Write out again, exactly, the lines below starting at the one with "std::io::stdout().flush()?;" and ending at the one with "agent.reset();".

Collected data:
• • •
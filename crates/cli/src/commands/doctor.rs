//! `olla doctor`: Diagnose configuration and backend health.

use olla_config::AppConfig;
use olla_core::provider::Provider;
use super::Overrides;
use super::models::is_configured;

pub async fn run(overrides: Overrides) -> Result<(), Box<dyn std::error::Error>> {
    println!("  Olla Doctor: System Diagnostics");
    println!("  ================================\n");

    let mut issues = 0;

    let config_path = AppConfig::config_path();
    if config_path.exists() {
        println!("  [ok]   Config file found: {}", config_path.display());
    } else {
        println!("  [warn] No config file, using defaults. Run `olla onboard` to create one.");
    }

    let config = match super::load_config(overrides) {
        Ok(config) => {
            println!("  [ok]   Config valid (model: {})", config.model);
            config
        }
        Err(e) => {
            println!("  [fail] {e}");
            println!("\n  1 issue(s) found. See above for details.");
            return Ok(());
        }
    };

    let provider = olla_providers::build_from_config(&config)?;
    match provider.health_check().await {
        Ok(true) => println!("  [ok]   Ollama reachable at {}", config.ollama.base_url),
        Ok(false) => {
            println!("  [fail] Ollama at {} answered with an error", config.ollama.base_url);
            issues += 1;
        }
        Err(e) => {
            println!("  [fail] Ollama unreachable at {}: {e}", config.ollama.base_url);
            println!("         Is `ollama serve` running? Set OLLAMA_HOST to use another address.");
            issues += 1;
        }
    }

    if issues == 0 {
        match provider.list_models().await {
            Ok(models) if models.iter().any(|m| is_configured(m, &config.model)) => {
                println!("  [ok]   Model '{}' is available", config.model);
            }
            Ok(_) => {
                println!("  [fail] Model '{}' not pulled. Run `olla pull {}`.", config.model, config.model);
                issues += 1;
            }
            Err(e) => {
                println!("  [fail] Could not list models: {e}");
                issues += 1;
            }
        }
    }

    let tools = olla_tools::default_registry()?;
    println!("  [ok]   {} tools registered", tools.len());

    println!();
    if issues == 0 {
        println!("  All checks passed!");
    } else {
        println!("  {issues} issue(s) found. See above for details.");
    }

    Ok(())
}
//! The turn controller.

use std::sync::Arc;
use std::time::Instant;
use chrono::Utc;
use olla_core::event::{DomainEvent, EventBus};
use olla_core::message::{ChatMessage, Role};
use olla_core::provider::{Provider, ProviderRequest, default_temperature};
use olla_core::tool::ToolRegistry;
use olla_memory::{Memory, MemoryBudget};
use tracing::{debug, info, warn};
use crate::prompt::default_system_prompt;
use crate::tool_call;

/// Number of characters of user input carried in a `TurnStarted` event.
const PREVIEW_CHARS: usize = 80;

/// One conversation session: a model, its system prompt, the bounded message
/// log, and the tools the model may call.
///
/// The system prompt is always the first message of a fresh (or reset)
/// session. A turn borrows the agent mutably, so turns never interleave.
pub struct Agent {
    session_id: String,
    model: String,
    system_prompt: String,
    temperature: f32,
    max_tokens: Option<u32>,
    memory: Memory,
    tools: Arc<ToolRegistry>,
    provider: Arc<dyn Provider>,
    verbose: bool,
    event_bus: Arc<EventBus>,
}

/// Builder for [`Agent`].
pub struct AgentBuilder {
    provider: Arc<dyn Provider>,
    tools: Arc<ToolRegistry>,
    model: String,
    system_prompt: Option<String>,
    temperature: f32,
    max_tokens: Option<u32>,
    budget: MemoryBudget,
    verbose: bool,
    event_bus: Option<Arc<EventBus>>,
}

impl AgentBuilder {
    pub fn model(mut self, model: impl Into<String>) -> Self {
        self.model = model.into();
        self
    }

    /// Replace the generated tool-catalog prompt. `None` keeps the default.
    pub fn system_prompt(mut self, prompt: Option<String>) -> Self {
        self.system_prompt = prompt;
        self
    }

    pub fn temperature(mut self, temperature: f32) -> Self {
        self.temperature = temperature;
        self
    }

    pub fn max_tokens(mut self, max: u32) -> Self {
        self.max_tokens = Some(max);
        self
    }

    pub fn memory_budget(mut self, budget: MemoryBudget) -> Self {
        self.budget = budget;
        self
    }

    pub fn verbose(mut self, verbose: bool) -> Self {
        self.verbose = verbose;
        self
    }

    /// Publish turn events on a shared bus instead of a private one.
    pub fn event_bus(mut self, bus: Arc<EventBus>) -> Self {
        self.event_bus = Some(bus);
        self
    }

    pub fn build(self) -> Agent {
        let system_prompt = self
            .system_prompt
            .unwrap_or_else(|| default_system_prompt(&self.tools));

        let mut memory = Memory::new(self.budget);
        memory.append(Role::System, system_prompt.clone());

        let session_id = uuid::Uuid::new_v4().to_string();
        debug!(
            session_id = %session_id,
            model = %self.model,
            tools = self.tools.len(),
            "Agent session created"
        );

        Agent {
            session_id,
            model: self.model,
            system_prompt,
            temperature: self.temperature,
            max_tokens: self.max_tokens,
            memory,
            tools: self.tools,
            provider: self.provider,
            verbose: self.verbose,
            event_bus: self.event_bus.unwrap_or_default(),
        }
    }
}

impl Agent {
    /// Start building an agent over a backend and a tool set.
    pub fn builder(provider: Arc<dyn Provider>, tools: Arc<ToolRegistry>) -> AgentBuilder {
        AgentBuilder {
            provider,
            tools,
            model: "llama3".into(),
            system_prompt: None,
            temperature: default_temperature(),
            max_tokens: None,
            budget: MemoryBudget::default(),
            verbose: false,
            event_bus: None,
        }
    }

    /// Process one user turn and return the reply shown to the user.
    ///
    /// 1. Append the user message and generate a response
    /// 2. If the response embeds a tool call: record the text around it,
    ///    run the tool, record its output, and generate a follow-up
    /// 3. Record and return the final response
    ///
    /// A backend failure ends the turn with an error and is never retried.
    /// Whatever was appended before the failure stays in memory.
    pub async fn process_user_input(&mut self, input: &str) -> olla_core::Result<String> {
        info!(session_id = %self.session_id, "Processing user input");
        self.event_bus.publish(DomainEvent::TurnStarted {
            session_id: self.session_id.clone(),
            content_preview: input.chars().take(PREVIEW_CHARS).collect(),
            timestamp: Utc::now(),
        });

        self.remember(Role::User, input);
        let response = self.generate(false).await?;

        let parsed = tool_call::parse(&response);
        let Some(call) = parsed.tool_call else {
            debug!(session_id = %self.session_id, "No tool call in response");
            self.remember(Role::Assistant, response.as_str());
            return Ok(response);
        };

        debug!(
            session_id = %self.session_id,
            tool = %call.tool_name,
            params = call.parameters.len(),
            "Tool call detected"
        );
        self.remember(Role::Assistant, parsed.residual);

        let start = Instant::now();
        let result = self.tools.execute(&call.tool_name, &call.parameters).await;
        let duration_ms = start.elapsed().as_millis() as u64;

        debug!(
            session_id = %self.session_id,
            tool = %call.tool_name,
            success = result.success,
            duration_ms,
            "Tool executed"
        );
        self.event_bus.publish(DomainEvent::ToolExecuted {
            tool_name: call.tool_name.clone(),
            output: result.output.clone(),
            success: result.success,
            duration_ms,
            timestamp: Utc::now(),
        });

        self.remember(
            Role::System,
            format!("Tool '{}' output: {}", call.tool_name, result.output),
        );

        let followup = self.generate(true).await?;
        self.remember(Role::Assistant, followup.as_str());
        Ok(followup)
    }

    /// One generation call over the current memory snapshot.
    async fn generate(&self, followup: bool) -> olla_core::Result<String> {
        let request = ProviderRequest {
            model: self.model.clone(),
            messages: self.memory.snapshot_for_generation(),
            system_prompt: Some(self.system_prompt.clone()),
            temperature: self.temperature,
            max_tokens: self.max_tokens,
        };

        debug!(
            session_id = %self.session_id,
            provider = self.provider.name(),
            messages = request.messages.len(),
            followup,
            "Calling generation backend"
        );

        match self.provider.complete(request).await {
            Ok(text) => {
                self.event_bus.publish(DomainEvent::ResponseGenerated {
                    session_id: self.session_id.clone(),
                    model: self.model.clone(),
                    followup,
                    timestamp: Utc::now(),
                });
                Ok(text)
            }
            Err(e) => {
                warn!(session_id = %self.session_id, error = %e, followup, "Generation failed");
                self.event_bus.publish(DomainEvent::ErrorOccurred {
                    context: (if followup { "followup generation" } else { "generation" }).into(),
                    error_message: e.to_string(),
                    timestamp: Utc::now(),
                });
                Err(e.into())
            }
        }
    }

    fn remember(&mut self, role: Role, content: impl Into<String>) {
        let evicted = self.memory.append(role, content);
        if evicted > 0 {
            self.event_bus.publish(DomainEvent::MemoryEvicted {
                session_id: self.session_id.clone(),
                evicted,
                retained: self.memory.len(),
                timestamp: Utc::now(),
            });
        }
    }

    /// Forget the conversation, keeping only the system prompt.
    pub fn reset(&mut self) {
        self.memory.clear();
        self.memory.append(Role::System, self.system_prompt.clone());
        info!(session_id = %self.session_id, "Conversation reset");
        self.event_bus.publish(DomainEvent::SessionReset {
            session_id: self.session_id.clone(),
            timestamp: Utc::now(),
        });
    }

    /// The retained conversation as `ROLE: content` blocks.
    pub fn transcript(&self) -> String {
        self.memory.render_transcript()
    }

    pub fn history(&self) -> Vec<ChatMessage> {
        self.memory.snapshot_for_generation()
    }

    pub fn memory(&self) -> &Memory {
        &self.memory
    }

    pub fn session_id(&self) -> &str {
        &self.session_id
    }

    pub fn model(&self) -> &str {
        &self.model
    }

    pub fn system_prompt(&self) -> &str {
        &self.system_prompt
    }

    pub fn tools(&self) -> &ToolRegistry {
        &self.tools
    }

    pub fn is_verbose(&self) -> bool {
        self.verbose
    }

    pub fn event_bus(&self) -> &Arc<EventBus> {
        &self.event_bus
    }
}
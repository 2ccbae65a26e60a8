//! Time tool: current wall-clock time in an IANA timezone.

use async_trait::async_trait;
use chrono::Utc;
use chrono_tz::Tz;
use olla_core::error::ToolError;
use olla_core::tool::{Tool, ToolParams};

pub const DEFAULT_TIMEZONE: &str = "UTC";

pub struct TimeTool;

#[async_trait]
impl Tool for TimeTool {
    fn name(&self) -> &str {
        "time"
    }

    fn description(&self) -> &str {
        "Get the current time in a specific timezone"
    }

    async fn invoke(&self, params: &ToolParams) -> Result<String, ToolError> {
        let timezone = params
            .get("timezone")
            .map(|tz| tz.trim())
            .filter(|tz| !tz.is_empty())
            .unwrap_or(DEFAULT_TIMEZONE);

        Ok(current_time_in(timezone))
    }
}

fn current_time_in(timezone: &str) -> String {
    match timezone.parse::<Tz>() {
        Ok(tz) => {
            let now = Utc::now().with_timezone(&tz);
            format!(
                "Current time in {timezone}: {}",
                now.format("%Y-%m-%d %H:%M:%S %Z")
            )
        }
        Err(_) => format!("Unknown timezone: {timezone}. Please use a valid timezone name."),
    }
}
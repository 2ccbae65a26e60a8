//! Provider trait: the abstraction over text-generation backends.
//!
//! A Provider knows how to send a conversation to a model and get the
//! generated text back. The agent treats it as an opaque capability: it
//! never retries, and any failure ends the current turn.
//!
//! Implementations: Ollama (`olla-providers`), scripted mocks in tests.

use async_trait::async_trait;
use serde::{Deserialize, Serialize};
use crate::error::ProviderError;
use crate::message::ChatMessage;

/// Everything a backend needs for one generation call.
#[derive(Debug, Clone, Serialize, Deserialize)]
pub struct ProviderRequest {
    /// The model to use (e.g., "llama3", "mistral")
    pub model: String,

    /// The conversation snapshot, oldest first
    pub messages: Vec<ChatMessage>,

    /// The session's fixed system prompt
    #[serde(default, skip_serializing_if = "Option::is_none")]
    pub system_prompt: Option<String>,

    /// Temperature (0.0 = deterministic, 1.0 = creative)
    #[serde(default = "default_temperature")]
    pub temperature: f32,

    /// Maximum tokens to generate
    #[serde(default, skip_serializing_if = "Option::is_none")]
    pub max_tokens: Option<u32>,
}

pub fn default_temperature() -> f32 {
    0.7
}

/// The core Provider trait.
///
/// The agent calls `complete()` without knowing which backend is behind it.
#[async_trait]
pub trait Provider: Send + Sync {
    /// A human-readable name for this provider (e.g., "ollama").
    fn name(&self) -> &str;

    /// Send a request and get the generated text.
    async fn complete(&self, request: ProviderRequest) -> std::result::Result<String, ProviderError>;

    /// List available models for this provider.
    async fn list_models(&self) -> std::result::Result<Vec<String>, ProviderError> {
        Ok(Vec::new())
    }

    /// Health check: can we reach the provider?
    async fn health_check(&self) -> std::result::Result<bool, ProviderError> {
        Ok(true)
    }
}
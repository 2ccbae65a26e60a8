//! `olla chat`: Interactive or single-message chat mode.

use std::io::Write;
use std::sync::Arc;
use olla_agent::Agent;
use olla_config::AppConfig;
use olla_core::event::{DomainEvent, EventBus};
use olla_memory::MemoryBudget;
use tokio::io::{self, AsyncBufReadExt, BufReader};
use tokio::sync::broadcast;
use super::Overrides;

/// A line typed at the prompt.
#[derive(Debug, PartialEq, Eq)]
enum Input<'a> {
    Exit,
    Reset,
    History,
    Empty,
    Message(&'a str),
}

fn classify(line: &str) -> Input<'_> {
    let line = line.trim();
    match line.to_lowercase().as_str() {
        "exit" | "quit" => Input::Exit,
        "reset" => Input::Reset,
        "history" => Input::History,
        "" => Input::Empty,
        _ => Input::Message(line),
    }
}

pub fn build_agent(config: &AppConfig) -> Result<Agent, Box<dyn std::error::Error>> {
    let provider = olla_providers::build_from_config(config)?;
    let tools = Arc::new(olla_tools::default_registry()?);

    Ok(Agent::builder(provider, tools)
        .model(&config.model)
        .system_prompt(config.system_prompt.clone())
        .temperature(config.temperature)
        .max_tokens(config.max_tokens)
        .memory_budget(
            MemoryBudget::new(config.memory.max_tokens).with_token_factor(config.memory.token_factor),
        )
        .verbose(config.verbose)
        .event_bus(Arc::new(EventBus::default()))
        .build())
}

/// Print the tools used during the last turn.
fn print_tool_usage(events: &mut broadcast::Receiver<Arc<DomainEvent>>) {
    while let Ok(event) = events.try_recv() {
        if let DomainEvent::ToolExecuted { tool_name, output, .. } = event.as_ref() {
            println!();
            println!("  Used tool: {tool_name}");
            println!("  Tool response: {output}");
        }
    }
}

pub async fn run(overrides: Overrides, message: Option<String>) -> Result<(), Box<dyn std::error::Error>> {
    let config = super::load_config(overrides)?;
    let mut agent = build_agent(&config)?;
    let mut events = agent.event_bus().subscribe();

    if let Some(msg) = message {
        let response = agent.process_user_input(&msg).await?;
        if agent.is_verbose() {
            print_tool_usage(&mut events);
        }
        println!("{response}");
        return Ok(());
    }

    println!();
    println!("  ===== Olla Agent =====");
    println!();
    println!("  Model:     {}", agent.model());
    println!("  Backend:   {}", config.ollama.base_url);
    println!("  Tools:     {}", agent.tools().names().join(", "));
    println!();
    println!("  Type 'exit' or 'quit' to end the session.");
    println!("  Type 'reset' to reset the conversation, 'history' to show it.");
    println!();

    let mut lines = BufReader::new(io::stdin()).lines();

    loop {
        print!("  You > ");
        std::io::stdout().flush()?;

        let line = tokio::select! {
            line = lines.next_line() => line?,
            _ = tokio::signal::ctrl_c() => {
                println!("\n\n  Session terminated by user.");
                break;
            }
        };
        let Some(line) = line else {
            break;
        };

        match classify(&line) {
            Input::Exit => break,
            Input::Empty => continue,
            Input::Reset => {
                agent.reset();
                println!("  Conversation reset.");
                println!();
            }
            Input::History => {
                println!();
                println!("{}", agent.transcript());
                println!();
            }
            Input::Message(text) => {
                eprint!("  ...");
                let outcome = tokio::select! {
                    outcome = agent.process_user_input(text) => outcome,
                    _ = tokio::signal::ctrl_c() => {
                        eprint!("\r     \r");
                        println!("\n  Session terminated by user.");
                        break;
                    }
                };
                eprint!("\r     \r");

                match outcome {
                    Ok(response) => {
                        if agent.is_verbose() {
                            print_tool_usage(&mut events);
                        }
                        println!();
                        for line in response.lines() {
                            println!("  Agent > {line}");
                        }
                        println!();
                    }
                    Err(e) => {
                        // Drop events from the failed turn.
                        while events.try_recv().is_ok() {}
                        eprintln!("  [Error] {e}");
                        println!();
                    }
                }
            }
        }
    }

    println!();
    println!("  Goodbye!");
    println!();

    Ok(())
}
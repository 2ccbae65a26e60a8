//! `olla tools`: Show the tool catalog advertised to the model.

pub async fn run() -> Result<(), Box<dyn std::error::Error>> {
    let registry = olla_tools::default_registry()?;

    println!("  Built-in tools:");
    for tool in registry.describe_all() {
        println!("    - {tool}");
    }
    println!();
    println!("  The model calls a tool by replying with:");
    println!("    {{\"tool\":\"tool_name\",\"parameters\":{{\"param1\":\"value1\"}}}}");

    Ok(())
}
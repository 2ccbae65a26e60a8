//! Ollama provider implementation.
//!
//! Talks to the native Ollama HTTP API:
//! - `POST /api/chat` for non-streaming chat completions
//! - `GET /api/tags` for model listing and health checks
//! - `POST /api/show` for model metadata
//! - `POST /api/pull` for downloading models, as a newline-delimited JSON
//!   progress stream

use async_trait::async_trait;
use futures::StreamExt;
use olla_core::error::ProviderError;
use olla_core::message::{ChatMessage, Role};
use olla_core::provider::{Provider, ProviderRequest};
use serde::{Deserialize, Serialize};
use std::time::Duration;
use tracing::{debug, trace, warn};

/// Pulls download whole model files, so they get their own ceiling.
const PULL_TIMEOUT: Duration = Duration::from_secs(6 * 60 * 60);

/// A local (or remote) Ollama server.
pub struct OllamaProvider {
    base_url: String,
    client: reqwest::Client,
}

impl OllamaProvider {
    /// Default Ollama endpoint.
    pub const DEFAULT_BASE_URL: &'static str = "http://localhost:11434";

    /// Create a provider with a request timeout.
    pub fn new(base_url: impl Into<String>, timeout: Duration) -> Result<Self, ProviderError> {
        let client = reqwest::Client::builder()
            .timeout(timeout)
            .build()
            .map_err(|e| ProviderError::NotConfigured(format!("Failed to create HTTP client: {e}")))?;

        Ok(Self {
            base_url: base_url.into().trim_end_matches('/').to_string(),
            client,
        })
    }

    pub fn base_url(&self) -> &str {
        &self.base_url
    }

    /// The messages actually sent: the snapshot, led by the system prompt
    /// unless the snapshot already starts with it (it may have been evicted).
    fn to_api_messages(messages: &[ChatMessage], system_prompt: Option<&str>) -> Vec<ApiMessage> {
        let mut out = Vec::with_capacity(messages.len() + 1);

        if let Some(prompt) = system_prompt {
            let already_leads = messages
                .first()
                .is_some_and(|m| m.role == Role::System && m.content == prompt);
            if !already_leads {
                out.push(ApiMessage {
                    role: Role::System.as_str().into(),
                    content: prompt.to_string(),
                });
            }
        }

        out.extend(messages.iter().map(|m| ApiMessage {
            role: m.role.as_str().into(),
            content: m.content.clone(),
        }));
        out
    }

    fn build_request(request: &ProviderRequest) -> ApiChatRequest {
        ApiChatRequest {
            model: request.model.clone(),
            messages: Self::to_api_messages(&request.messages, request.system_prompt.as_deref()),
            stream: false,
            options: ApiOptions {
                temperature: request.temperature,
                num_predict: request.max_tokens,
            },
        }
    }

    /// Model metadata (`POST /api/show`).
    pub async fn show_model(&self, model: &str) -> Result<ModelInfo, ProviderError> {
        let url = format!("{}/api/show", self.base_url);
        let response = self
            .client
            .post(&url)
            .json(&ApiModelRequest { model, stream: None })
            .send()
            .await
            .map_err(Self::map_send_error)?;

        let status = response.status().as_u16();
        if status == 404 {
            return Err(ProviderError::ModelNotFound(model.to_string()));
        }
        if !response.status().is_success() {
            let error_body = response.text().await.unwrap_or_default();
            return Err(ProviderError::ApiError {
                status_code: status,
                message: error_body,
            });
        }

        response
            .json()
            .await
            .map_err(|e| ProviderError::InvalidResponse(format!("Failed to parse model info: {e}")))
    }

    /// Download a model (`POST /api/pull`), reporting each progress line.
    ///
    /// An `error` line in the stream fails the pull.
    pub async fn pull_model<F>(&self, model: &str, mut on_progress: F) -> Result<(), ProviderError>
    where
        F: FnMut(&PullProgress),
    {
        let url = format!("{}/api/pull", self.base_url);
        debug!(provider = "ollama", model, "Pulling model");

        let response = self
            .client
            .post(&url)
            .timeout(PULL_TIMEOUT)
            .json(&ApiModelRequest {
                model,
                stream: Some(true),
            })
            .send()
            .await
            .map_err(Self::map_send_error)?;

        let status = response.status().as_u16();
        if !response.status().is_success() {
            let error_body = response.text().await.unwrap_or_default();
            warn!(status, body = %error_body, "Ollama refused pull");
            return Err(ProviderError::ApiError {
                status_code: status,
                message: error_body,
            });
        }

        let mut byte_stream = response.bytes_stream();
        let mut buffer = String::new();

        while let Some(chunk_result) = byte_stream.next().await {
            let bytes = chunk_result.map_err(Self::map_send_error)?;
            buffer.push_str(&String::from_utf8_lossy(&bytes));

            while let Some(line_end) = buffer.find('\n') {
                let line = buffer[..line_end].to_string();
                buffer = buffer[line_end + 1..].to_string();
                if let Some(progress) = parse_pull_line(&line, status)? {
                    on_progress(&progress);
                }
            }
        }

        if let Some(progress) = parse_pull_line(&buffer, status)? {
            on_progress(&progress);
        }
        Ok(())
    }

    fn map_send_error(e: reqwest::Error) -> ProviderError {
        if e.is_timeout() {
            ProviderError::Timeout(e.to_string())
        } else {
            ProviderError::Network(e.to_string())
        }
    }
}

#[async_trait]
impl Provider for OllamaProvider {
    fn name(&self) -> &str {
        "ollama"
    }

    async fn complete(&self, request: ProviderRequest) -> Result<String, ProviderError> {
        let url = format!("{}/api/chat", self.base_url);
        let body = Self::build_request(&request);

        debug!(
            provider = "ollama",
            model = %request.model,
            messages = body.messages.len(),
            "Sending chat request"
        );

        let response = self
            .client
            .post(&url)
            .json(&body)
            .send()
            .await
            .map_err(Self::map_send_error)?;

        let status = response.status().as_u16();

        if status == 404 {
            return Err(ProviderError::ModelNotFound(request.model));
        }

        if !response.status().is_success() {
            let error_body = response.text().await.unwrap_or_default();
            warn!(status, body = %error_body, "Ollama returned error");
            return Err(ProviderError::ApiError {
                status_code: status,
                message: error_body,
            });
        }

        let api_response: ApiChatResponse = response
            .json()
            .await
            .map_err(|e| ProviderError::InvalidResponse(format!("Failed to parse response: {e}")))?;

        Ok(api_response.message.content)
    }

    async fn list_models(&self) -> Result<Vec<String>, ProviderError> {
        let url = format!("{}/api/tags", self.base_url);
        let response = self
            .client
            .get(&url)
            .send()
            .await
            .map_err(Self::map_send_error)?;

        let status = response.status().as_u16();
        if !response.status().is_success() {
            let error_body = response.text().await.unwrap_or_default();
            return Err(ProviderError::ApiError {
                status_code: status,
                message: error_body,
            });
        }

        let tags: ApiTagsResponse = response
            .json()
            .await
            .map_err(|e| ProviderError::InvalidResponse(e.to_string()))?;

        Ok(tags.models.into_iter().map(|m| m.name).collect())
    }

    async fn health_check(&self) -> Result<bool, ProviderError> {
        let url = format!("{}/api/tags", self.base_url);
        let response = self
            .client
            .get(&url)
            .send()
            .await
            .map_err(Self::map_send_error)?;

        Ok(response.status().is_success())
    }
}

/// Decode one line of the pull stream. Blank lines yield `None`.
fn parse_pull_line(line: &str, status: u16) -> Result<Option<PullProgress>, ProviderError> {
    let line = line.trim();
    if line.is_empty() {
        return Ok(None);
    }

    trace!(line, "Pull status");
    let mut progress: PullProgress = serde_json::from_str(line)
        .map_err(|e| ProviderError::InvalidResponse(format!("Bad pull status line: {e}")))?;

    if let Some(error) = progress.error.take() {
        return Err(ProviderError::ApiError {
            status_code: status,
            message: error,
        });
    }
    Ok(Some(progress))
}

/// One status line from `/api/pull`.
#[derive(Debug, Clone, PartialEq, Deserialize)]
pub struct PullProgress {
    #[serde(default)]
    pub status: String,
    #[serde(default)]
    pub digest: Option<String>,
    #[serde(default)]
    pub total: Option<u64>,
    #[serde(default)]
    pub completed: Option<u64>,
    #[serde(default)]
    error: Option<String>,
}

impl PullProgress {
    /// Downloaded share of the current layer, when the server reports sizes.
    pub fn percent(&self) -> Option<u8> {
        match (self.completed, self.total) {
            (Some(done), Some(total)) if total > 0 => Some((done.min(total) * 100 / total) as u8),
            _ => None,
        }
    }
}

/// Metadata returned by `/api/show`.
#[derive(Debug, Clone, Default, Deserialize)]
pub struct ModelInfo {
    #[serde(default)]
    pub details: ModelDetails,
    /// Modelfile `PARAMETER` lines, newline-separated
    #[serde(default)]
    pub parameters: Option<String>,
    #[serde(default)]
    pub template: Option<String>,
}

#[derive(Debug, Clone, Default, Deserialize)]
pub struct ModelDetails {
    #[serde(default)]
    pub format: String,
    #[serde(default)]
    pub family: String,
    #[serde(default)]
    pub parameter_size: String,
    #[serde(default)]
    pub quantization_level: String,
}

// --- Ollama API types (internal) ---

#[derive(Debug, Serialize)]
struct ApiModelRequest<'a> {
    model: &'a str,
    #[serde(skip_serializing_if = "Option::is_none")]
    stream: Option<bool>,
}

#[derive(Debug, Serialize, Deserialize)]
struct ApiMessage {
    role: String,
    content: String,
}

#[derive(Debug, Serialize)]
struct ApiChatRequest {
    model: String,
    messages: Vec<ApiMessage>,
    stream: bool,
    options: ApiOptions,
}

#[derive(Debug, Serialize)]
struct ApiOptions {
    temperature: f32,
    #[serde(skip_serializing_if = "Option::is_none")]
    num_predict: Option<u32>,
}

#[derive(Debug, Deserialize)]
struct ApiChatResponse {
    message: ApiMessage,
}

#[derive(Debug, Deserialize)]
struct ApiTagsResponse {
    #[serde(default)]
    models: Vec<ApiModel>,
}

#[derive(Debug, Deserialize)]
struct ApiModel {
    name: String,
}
• • •
# [Problem solution]
        std::io::stdout().flush()?;

        let line = tokio::select! {
            line = lines.next_line() => line?,
            _ = tokio::signal::ctrl_c() => {
                println!("\n\n  Session terminated by user.");
                break;
            }
        };
        let Some(line) = line else {
            break;
        };

        match classify(&line) {
            Input::Exit => break,
            Input::Empty => continue,
            Input::Reset => {
                agent.reset();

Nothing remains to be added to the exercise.